- **DATASET CONTENT**:
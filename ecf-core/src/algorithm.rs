//! Digest and signature algorithm identifiers shared by the signer, the
//! verifier and the payload integrity layer.
use rsa::Pkcs1v15Sign;
use serde::{Deserialize, Serialize};
use sha2::{Digest, Sha256, Sha384, Sha512};

/// Digest algorithms accepted for references and payload integrity.
///
/// SHA-1 is deliberately absent: the authority rejects it for `validarsemilla`
/// and for invoice reception.
#[derive(Debug, Clone, Copy, PartialEq, Eq, Hash, Serialize, Deserialize)]
pub enum DigestAlgorithm {
    Sha256,
    Sha384,
    Sha512,
}

impl DigestAlgorithm {
    pub fn uri(&self) -> &'static str {
        match self {
            DigestAlgorithm::Sha256 => "http://www.w3.org/2001/04/xmlenc#sha256",
            DigestAlgorithm::Sha384 => "http://www.w3.org/2001/04/xmldsig-more#sha384",
            DigestAlgorithm::Sha512 => "http://www.w3.org/2001/04/xmlenc#sha512",
        }
    }

    pub fn from_uri(uri: &str) -> Option<Self> {
        [
            DigestAlgorithm::Sha256,
            DigestAlgorithm::Sha384,
            DigestAlgorithm::Sha512,
        ]
        .into_iter()
        .find(|alg| alg.uri() == uri.trim())
    }

    pub fn digest(&self, data: &[u8]) -> Vec<u8> {
        match self {
            DigestAlgorithm::Sha256 => Sha256::digest(data).to_vec(),
            DigestAlgorithm::Sha384 => Sha384::digest(data).to_vec(),
            DigestAlgorithm::Sha512 => Sha512::digest(data).to_vec(),
        }
    }
}

/// RSA PKCS#1 v1.5 signature algorithms over the SHA-2 family.
#[derive(Debug, Clone, Copy, PartialEq, Eq, Hash, Serialize, Deserialize)]
pub enum SignatureAlgorithm {
    RsaSha256,
    RsaSha384,
    RsaSha512,
}

impl SignatureAlgorithm {
    pub fn uri(&self) -> &'static str {
        match self {
            SignatureAlgorithm::RsaSha256 => "http://www.w3.org/2001/04/xmldsig-more#rsa-sha256",
            SignatureAlgorithm::RsaSha384 => "http://www.w3.org/2001/04/xmldsig-more#rsa-sha384",
            SignatureAlgorithm::RsaSha512 => "http://www.w3.org/2001/04/xmldsig-more#rsa-sha512",
        }
    }

    pub fn from_uri(uri: &str) -> Option<Self> {
        [
            SignatureAlgorithm::RsaSha256,
            SignatureAlgorithm::RsaSha384,
            SignatureAlgorithm::RsaSha512,
        ]
        .into_iter()
        .find(|alg| alg.uri() == uri.trim())
    }

    pub fn hash_algorithm(&self) -> DigestAlgorithm {
        match self {
            SignatureAlgorithm::RsaSha256 => DigestAlgorithm::Sha256,
            SignatureAlgorithm::RsaSha384 => DigestAlgorithm::Sha384,
            SignatureAlgorithm::RsaSha512 => DigestAlgorithm::Sha512,
        }
    }

    pub(crate) fn padding(&self) -> Pkcs1v15Sign {
        match self {
            SignatureAlgorithm::RsaSha256 => Pkcs1v15Sign::new::<Sha256>(),
            SignatureAlgorithm::RsaSha384 => Pkcs1v15Sign::new::<Sha384>(),
            SignatureAlgorithm::RsaSha512 => Pkcs1v15Sign::new::<Sha512>(),
        }
    }
}

/// Algorithm pair used for one enveloped signature.
///
/// # Examples
/// ```rust
/// use ecf_core::algorithm::{DigestAlgorithm, SignatureProfile};
///
/// let profile = SignatureProfile::default();
/// assert_eq!(profile.digest, DigestAlgorithm::Sha256);
/// ```
#[derive(Debug, Clone, Copy, PartialEq, Eq, Serialize, Deserialize)]
pub struct SignatureProfile {
    pub digest: DigestAlgorithm,
    pub signature: SignatureAlgorithm,
}

impl SignatureProfile {
    pub const fn new(digest: DigestAlgorithm, signature: SignatureAlgorithm) -> Self {
        Self { digest, signature }
    }

    /// RSA-SHA256 over a SHA-256 reference digest.
    pub const fn rsa_sha256() -> Self {
        Self::new(DigestAlgorithm::Sha256, SignatureAlgorithm::RsaSha256)
    }
}

impl Default for SignatureProfile {
    fn default() -> Self {
        Self::rsa_sha256()
    }
}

- **REQUIRED ACTION**: An exact copy of all the entries above is what is needed.

- **WRITTEN RESPONSE**:
filename ecf-core/src/algorithm.rs
//! Digest and signature algorithm identifiers shared by the signer, the
//! verifier and the payload integrity layer.
use rsa::Pkcs1v15Sign;
use serde::{Deserialize, Serialize};
use sha2::{Digest, Sha256, Sha384, Sha512};

/// Digest algorithms accepted for references and payload integrity.
///
/// SHA-1 is deliberately absent: the authority rejects it for `validarsemilla`
/// and for invoice reception.
#[derive(Debug, Clone, Copy, PartialEq, Eq, Hash, Serialize, Deserialize)]
pub enum DigestAlgorithm {
    Sha256,
    Sha384,
    Sha512,
}

impl DigestAlgorithm {
    pub fn uri(&self) -> &'static str {
        match self {
            DigestAlgorithm::Sha256 => "http://www.w3.org/2001/04/xmlenc#sha256",
            DigestAlgorithm::Sha384 => "http://www.w3.org/2001/04/xmldsig-more#sha384",
            DigestAlgorithm::Sha512 => "http://www.w3.org/2001/04/xmlenc#sha512",
        }
    }

    pub fn from_uri(uri: &str) -> Option<Self> {
        [
            DigestAlgorithm::Sha256,
            DigestAlgorithm::Sha384,
            DigestAlgorithm::Sha512,
        ]
        .into_iter()
        .find(|alg| alg.uri() == uri.trim())
    }

    pub fn digest(&self, data: &[u8]) -> Vec<u8> {
        match self {
            DigestAlgorithm::Sha256 => Sha256::digest(data).to_vec(),
            DigestAlgorithm::Sha384 => Sha384::digest(data).to_vec(),
            DigestAlgorithm::Sha512 => Sha512::digest(data).to_vec(),
        }
    }
}

/// RSA PKCS#1 v1.5 signature algorithms over the SHA-2 family.
#[derive(Debug, Clone, Copy, PartialEq, Eq, Hash, Serialize, Deserialize)]
pub enum SignatureAlgorithm {
    RsaSha256,
    RsaSha384,
    RsaSha512,
}

impl SignatureAlgorithm {
    pub fn uri(&self) -> &'static str {
        match self {
            SignatureAlgorithm::RsaSha256 => "http://www.w3.org/2001/04/xmldsig-more#rsa-sha256",
            SignatureAlgorithm::RsaSha384 => "http://www.w3.org/2001/04/xmldsig-more#rsa-sha384",
            SignatureAlgorithm::RsaSha512 => "http://www.w3.org/2001/04/xmldsig-more#rsa-sha512",
        }
    }

    pub fn from_uri(uri: &str) -> Option<Self> {
        [
            SignatureAlgorithm::RsaSha256,
            SignatureAlgorithm::RsaSha384,
            SignatureAlgorithm::RsaSha512,
        ]
        .into_iter()
        .find(|alg| alg.uri() == uri.trim())
    }

    pub fn hash_algorithm(&self) -> DigestAlgorithm {
        match self {
            SignatureAlgorithm::RsaSha256 => DigestAlgorithm::Sha256,
            SignatureAlgorithm::RsaSha384 => DigestAlgorithm::Sha384,
            SignatureAlgorithm::RsaSha512 => DigestAlgorithm::Sha512,
        }
    }

    pub(crate) fn padding(&self) -> Pkcs1v15Sign {
        match self {
            SignatureAlgorithm::RsaSha256 => Pkcs1v15Sign::new::<Sha256>(),
            SignatureAlgorithm::RsaSha384 => Pkcs1v15Sign::new::<Sha384>(),
            SignatureAlgorithm::RsaSha512 => Pkcs1v15Sign::new::<Sha512>(),
        }
    }
}

/// Algorithm pair used for one enveloped signature.
///
/// # Examples
/// ```rust
/// use ecf_core::algorithm::{DigestAlgorithm, SignatureProfile};
///
/// let profile = SignatureProfile::default();
/// assert_eq!(profile.digest, DigestAlgorithm::Sha256);
/// ```
#[derive(Debug, Clone, Copy, PartialEq, Eq, Serialize, Deserialize)]
pub struct SignatureProfile {
    pub digest: DigestAlgorithm,
    pub signature: SignatureAlgorithm,
}

impl SignatureProfile {
    pub const fn new(digest: DigestAlgorithm, signature: SignatureAlgorithm) -> Self {
        Self { digest, signature }
    }

    /// RSA-SHA256 over a SHA-256 reference digest.
    pub const fn rsa_sha256() -> Self {
        Self::new(DigestAlgorithm::Sha256, SignatureAlgorithm::RsaSha256)
    }
}

impl Default for SignatureProfile {
    fn default() -> Self {
        Self::rsa_sha256()
    }
}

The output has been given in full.